- Opening Delimiter -
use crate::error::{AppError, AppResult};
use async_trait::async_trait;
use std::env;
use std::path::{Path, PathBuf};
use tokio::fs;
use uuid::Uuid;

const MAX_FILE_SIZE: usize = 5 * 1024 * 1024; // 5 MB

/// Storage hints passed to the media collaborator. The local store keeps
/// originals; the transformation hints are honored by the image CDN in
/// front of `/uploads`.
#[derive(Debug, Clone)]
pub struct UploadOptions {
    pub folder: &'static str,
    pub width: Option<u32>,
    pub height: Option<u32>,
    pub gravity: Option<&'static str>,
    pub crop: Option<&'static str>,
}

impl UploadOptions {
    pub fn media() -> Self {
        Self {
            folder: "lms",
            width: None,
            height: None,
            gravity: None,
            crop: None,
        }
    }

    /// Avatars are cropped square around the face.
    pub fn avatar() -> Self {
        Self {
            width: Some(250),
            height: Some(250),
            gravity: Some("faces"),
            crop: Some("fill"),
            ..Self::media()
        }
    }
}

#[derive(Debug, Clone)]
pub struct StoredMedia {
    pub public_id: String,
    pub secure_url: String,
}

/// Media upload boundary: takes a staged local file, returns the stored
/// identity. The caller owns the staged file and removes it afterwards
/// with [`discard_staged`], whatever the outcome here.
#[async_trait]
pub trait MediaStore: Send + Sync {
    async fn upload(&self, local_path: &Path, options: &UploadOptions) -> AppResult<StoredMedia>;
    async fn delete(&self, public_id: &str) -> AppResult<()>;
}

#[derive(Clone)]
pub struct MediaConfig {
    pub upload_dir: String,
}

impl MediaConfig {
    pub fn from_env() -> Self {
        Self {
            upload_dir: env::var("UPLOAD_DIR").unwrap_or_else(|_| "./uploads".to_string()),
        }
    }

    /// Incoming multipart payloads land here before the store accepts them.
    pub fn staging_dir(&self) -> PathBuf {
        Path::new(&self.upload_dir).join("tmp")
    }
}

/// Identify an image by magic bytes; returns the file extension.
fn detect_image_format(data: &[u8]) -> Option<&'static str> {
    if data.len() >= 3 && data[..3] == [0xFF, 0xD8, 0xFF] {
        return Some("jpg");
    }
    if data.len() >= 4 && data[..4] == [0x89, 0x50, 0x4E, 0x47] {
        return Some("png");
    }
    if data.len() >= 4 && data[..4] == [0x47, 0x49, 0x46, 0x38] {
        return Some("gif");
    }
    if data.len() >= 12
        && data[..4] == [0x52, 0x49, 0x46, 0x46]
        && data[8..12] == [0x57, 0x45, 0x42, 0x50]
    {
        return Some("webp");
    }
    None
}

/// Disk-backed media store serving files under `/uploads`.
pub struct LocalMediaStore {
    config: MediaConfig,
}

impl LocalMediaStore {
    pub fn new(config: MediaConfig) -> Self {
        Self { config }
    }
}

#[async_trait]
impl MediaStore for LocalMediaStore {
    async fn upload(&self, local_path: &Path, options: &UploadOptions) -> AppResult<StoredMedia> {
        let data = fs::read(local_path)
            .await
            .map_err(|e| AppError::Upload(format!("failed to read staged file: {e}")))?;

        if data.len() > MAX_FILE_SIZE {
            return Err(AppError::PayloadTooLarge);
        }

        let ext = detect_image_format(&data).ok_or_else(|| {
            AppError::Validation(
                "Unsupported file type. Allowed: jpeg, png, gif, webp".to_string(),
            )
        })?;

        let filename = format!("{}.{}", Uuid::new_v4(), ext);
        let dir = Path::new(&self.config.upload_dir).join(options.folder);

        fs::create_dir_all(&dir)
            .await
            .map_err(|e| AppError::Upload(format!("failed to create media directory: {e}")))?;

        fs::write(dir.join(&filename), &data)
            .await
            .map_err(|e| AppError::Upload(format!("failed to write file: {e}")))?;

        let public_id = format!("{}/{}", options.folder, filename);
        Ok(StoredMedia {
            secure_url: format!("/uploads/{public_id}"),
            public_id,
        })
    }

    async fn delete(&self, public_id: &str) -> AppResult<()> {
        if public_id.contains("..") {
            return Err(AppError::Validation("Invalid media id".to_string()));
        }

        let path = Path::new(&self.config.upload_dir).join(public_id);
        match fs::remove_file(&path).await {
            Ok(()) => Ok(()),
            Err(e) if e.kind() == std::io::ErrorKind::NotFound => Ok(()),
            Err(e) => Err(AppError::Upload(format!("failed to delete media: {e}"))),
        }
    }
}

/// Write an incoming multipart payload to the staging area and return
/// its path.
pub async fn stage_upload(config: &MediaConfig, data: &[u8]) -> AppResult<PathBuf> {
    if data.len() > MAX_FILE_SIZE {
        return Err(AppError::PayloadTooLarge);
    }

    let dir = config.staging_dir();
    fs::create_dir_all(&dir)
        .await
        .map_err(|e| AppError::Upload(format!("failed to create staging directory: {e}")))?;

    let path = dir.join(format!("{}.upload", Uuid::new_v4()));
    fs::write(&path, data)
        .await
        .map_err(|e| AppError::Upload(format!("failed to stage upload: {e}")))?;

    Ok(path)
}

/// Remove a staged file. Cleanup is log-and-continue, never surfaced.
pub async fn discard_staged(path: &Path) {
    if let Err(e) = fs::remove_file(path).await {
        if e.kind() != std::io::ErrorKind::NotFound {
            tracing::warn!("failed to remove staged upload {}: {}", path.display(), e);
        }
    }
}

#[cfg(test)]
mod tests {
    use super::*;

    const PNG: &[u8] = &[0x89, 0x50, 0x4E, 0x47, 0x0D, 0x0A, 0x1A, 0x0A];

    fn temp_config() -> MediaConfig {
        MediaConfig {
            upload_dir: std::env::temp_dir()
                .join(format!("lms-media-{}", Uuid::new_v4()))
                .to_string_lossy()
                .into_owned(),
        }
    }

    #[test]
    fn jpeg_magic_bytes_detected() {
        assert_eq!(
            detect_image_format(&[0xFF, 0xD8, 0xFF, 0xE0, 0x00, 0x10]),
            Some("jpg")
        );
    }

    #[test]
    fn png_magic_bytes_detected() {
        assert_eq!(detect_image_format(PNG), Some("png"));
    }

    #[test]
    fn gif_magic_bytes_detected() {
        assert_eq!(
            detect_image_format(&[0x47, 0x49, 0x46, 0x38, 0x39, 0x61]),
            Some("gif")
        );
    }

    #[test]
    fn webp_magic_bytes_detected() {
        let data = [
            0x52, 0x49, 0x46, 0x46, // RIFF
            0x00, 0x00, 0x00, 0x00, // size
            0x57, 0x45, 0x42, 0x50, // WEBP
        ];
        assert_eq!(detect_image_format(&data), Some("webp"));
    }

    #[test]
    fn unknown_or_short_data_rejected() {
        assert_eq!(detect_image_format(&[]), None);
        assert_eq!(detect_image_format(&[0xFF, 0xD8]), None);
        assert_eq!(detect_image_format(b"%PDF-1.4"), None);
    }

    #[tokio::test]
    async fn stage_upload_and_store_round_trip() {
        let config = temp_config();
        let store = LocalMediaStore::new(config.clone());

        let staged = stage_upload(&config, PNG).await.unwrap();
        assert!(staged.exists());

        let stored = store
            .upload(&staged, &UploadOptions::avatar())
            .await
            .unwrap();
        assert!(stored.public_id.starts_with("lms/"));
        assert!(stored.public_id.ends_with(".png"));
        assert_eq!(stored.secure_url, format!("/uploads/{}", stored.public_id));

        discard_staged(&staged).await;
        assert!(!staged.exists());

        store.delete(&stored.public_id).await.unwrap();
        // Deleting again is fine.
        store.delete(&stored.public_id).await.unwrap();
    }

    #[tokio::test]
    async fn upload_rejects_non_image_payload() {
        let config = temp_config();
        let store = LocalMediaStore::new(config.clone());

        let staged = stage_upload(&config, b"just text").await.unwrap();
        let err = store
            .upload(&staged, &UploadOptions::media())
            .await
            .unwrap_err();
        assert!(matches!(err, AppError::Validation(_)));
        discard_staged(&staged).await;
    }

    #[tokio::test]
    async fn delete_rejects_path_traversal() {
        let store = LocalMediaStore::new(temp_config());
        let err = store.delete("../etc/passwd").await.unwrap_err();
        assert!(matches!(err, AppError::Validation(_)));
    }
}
- Closing Delimiter -
- Opening Delimiter -
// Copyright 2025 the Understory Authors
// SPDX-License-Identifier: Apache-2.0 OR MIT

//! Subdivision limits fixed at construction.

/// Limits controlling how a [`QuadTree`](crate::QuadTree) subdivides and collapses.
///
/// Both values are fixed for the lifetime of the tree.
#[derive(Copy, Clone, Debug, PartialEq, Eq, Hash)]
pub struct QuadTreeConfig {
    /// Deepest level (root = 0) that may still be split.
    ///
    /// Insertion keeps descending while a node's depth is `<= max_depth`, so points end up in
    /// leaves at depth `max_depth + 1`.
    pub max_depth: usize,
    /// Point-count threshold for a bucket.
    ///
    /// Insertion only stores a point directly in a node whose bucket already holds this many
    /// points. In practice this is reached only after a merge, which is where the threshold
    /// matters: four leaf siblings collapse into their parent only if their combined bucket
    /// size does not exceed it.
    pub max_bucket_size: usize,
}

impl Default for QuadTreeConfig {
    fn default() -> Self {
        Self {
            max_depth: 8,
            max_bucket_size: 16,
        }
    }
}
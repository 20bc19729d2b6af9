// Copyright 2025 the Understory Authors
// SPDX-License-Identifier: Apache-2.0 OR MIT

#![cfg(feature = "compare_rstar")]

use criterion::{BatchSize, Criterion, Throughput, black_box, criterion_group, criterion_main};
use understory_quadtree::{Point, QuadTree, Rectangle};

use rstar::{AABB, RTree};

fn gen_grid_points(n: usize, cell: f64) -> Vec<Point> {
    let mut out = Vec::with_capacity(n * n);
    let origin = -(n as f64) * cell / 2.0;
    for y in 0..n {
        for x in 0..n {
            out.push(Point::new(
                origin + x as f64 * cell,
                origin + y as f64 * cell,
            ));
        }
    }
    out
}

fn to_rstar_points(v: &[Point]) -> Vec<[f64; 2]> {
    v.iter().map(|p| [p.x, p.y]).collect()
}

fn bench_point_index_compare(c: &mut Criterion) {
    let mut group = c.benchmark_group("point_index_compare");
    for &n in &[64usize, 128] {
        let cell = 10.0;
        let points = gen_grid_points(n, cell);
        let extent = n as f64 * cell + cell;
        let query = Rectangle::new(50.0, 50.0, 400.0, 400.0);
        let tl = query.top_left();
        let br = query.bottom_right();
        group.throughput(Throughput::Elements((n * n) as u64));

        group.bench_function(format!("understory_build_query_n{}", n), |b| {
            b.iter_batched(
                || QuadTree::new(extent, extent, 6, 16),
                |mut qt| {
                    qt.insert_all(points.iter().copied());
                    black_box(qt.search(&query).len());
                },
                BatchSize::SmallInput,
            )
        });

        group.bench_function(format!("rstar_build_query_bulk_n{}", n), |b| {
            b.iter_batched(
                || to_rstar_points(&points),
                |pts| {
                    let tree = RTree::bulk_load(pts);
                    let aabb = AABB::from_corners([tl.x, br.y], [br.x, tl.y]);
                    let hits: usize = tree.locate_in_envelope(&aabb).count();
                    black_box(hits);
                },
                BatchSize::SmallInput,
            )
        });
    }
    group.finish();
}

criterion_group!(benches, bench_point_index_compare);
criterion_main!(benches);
- Closing Delimiter -
- Opening Delimiter -
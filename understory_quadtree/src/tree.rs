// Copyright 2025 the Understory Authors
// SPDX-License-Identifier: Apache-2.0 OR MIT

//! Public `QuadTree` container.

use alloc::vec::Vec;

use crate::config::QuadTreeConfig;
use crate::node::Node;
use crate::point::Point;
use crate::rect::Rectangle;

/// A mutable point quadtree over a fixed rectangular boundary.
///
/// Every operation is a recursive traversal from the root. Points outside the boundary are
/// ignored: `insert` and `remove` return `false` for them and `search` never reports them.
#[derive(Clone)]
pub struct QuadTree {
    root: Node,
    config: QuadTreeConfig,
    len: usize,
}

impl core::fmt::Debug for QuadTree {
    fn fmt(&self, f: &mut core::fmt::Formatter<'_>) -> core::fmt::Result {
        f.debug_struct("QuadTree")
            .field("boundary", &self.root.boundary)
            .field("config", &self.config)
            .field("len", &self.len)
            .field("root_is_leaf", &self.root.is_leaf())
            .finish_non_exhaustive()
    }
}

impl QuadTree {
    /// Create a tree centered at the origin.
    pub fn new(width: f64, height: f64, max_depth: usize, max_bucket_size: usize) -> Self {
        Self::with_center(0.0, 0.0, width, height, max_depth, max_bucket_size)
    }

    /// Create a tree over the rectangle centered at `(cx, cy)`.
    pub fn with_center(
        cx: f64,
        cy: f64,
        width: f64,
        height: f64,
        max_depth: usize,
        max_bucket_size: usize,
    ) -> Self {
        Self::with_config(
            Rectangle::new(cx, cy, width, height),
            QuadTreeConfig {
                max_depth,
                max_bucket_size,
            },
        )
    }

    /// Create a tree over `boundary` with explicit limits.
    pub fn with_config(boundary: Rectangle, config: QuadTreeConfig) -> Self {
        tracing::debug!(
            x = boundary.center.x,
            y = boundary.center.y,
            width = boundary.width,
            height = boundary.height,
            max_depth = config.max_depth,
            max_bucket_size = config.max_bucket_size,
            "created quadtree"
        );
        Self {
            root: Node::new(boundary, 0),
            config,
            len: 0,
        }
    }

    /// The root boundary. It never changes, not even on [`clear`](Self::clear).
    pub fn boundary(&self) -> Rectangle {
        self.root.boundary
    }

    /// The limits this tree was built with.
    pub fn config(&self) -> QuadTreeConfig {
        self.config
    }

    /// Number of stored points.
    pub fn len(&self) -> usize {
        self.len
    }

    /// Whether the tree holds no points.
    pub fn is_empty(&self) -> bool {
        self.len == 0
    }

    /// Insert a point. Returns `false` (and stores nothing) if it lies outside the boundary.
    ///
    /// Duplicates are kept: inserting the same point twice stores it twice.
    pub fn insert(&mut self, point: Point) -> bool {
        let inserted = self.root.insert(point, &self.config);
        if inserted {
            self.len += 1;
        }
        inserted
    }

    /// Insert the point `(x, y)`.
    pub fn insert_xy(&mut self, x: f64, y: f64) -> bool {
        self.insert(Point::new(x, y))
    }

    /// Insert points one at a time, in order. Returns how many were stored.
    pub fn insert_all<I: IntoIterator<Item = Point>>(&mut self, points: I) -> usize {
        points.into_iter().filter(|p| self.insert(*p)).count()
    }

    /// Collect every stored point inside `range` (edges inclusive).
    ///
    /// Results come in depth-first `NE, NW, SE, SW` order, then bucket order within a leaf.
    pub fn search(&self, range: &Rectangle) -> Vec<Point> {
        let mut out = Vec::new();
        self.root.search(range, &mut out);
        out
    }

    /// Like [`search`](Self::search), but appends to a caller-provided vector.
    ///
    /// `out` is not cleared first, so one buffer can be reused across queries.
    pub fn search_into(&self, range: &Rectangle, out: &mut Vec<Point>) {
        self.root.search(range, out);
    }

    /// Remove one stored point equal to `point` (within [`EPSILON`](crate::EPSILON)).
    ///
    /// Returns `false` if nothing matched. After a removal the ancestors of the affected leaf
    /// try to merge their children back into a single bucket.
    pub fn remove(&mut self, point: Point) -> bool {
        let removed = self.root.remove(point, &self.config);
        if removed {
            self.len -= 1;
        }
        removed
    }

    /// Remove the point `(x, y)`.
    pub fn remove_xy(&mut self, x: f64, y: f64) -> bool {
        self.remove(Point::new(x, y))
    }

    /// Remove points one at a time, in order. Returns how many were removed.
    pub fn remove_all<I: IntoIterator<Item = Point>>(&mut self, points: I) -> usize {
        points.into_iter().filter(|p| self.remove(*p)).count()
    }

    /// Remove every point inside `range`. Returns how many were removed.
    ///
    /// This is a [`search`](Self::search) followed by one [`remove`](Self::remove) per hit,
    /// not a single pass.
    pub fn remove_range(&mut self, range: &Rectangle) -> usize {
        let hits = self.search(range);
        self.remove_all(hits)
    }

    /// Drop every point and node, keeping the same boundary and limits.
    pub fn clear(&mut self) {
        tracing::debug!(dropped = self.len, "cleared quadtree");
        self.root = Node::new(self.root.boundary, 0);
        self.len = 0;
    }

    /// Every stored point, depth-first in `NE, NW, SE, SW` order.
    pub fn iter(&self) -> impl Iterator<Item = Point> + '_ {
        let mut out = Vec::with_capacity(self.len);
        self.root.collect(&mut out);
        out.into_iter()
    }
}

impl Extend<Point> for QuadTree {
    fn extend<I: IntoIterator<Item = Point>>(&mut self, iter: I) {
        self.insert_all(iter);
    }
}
- Closing Delimiter -
Scan the data above for the string "cleared". Copy every line in which it appears.

    /// `out` is not cleared first, so one buffer can be reused across queries.
        tracing::debug!(dropped = self.len, "cleared quadtree");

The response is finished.